On the contrary, today, in order to maintain a constant temperature and avoid wasting heating (decidedly inexpensive in today's times), we tend to 'seal' the house, preventing dry air from entering and humid air from coming out. This causes condensation to form, a problem that can be curbed through adequate heating and ventilation.
The high humidity and the temperature difference between inside and outside favor the formation of condensation especially on the windows installed on the roof. In the event that the house is in the attic or in an attic, the problem is slightly amplified: the dormers are those most exposed to sudden changes in temperature and are therefore the first surfaces on which the humidity of the air is deposited.
The solution to all this remains the correct ventilation of the rooms. Each environment has its own needs, for example in the bedroom more CO2 is deposited during the night so it is good to let the air circulate (perhaps with the door closed) for a longer time, while in the other rooms it is advisable to ventilate several times a day or when we see that condensation begins to form on the windows.
Opening the window completely and then closing it a few minutes later guarantees a faster replacement without drastically lowering the internal temperature compared to the simple opening between a door leaning against the other to circulate the air but without letting cold air in, a decidedly method less effective and that leaves the environment colder over time.

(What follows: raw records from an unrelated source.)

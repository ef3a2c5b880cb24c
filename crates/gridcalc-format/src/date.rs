//! Date/time token rendering: `y/m/d/h/s` runs, `AM/PM`, sub-second
//! fractions, and the elapsed-time brackets `[h]/[m]/[s]` (`spec.md` §4.7).
//!
//! `m` is ambiguous between month and minute; it resolves to minute only
//! when it sits next to an hour or second token, matching the rule Excel
//! itself applies when scanning a section left to right.

use chrono::{Datelike, Timelike};
use gridcalc_common::DateSystem;

use crate::pattern::Token;

#[derive(Clone, Copy, PartialEq)]
enum Kind {
    Year,
    Month,
    Day,
    Hour,
    Minute,
    Second,
    SubSecond(usize),
    AmPm,
    ElapsedH,
    ElapsedM,
    ElapsedS,
}

/// Render `serial` (an Excel date serial) against a date/time section's
/// tokens.
pub fn render_date(tokens: &[Token], serial: f64, date_system: DateSystem) -> String {
    let kinds = classify(tokens);
    let subsecond_digits = kinds
        .iter()
        .find_map(|k| if let Some(Kind::SubSecond(n)) = k { Some(*n) } else { None })
        .unwrap_or(0);
    let has_ampm = kinds.iter().any(|k| matches!(k, Some(Kind::AmPm)));

    let unit_divisor = 10f64.powi(subsecond_digits as i32);
    let serial_units = (serial * 86_400.0 * unit_divisor).round();
    let mut day_part = (serial_units / (86_400.0 * unit_divisor)).floor();
    let mut time_units_today = serial_units - day_part * 86_400.0 * unit_divisor;
    if time_units_today >= 86_400.0 * unit_divisor {
        time_units_today -= 86_400.0 * unit_divisor;
        day_part += 1.0;
    }
    let total_seconds_today = (time_units_today / unit_divisor).floor();
    let subsecond_units = (time_units_today - total_seconds_today * unit_divisor).round() as i64;
    let whole_second_serial = day_part + total_seconds_today / 86_400.0;

    let dt = date_system.serial_to_datetime(whole_second_serial);
    let total_seconds_abs = (whole_second_serial * 86_400.0).round() as i64;

    let hour24 = dt.hour();
    let hour12 = match hour24 % 12 {
        0 => 12,
        h => h,
    };
    let is_pm = hour24 >= 12;

    let mut out = String::new();
    for (token, kind) in tokens.iter().zip(kinds.iter()) {
        match token {
            Token::Literal(c) => out.push(*c),
            Token::Decimal => {
                out.push('.');
                if let Some(Kind::SubSecond(digits)) = kind {
                    out.push_str(&format!("{:0width$}", subsecond_units, width = *digits));
                }
            }
            Token::DateTime(raw) if kind.is_some() => match kind.unwrap() {
                Kind::Year => {
                    if raw.len() >= 4 {
                        out.push_str(&format!("{:04}", dt.year()));
                    } else {
                        out.push_str(&format!("{:02}", dt.year().rem_euclid(100)));
                    }
                }
                Kind::Month => match raw.len() {
                    1 => out.push_str(&dt.month().to_string()),
                    2 => out.push_str(&format!("{:02}", dt.month())),
                    3 => out.push_str(month_abbrev(dt.month())),
                    _ => out.push_str(month_name(dt.month())),
                },
                Kind::Day => match raw.len() {
                    1 => out.push_str(&dt.day().to_string()),
                    2 => out.push_str(&format!("{:02}", dt.day())),
                    3 => out.push_str(weekday_abbrev(dt.weekday())),
                    _ => out.push_str(weekday_name(dt.weekday())),
                },
                Kind::Hour => {
                    let h = if has_ampm { hour12 } else { hour24 };
                    if raw.len() >= 2 {
                        out.push_str(&format!("{h:02}"));
                    } else {
                        out.push_str(&h.to_string());
                    }
                }
                Kind::Minute => {
                    let m = dt.minute();
                    if raw.len() >= 2 {
                        out.push_str(&format!("{m:02}"));
                    } else {
                        out.push_str(&m.to_string());
                    }
                }
                Kind::Second => {
                    let s = dt.second();
                    if raw.len() >= 2 {
                        out.push_str(&format!("{s:02}"));
                    } else {
                        out.push_str(&s.to_string());
                    }
                }
                // Sub-second digits are attached to the `.` token, not a
                // `DateTime` token; see the `Token::Decimal` arm above.
                Kind::SubSecond(_) => {}
                Kind::AmPm => {
                    let rendered = if raw.eq_ignore_ascii_case("AM/PM") {
                        if is_pm { "PM" } else { "AM" }
                    } else if is_pm {
                        "P"
                    } else {
                        "A"
                    };
                    let lowercase = raw.chars().next().map(|c| c.is_lowercase()).unwrap_or(false);
                    if lowercase {
                        out.push_str(&rendered.to_ascii_lowercase());
                    } else {
                        out.push_str(rendered);
                    }
                }
                Kind::ElapsedH => out.push_str(&(total_seconds_abs / 3600).to_string()),
                Kind::ElapsedM => out.push_str(&(total_seconds_abs / 60).to_string()),
                Kind::ElapsedS => out.push_str(&total_seconds_abs.to_string()),
            },
            _ => {}
        }
    }
    out
}

fn classify(tokens: &[Token]) -> Vec<Option<Kind>> {
    let mut kinds: Vec<Option<Kind>> = tokens
        .iter()
        .map(|t| match t {
            Token::DateTime(s) => Some(raw_kind(s)),
            _ => None,
        })
        .collect();

    // Resolve month/minute ambiguity and attach sub-second digit counts to
    // the `.0+` run that follows a seconds token.
    for i in 0..tokens.len() {
        if kinds[i] == Some(Kind::Month) && is_month_minute_ambiguous(tokens, i) {
            let prev_is_hour =
                prev_date_kind(&kinds, i).map(|k| k == Kind::Hour).unwrap_or(false);
            let next_is_second = next_date_kind(&kinds, i).map(|k| k == Kind::Second).unwrap_or(false);
            if prev_is_hour || next_is_second {
                kinds[i] = Some(Kind::Minute);
            }
        }
    }

    for i in 0..tokens.len() {
        if matches!(kinds[i], Some(Kind::Second)) && matches!(tokens.get(i + 1), Some(Token::Decimal)) {
            let mut digits = 0;
            let mut j = i + 2;
            while matches!(tokens.get(j), Some(Token::Digit0)) {
                digits += 1;
                j += 1;
            }
            if digits > 0 {
                kinds[i + 1] = Some(Kind::SubSecond(digits));
                for k in kinds.iter_mut().take(j).skip(i + 2) {
                    *k = None;
                }
            }
        }
    }

    kinds
}

fn is_month_minute_ambiguous(tokens: &[Token], i: usize) -> bool {
    matches!(&tokens[i], Token::DateTime(s) if s.chars().next().map(|c| c == 'm' || c == 'M').unwrap_or(false))
}

fn prev_date_kind(kinds: &[Option<Kind>], i: usize) -> Option<Kind> {
    kinds[..i].iter().rev().find_map(|k| *k)
}

fn next_date_kind(kinds: &[Option<Kind>], i: usize) -> Option<Kind> {
    kinds[i + 1..].iter().find_map(|k| *k)
}

fn raw_kind(s: &str) -> Kind {
    if s.starts_with('[') {
        return match s.to_ascii_lowercase().as_str() {
            "[h]" => Kind::ElapsedH,
            "[m]" => Kind::ElapsedM,
            _ => Kind::ElapsedS,
        };
    }
    if s.eq_ignore_ascii_case("AM/PM") || s.eq_ignore_ascii_case("A/P") {
        return Kind::AmPm;
    }
    let lower = s.to_ascii_lowercase();
    if lower.starts_with('y') {
        Kind::Year
    } else if lower.starts_with('d') {
        Kind::Day
    } else if lower.starts_with('h') {
        Kind::Hour
    } else if lower.starts_with('s') {
        Kind::Second
    } else {
        Kind::Month
    }
}

fn month_name(m: u32) -> &'static str {
    const NAMES: [&str; 12] = [
        "January", "February", "March", "April", "May", "June", "July", "August", "September",
        "October", "November", "December",
    ];
    NAMES[(m.clamp(1, 12) - 1) as usize]
}

fn month_abbrev(m: u32) -> &'static str {
    const NAMES: [&str; 12] =
        ["Jan", "Feb", "Mar", "Apr", "May", "Jun", "Jul", "Aug", "Sep", "Oct", "Nov", "Dec"];
    NAMES[(m.clamp(1, 12) - 1) as usize]
}

fn weekday_name(d: chrono::Weekday) -> &'static str {
    match d {
        chrono::Weekday::Mon => "Monday",
        chrono::Weekday::Tue => "Tuesday",
        chrono::Weekday::Wed => "Wednesday",
        chrono::Weekday::Thu => "Thursday",
        chrono::Weekday::Fri => "Friday",
        chrono::Weekday::Sat => "Saturday",
        chrono::Weekday::Sun => "Sunday",
    }
}

fn weekday_abbrev(d: chrono::Weekday) -> &'static str {
    match d {
        chrono::Weekday::Mon => "Mon",
        chrono::Weekday::Tue => "Tue",
        chrono::Weekday::Wed => "Wed",
        chrono::Weekday::Thu => "Thu",
        chrono::Weekday::Fri => "Fri",
        chrono::Weekday::Sat => "Sat",
        chrono::Weekday::Sun => "Sun",
    }
}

Obviously, after cooking and after a shower, it is essential to open the kitchen and bathroom windows to prevent steam from settling and leaving the air more humid.
It is also a good practice to air the whole house before the heating is turned off at night. This is because when the environment cools down, the air will not have a high concentration of humidity.
In general, we always recommend that you keep the room temperature as constant as possible. The ideal climate provides a constant temperature of 21C ° and a humidity of 40-50% (an environment that is too dry is harmful, on the contrary, for other factors, such as proper hydration of the respiratory tract).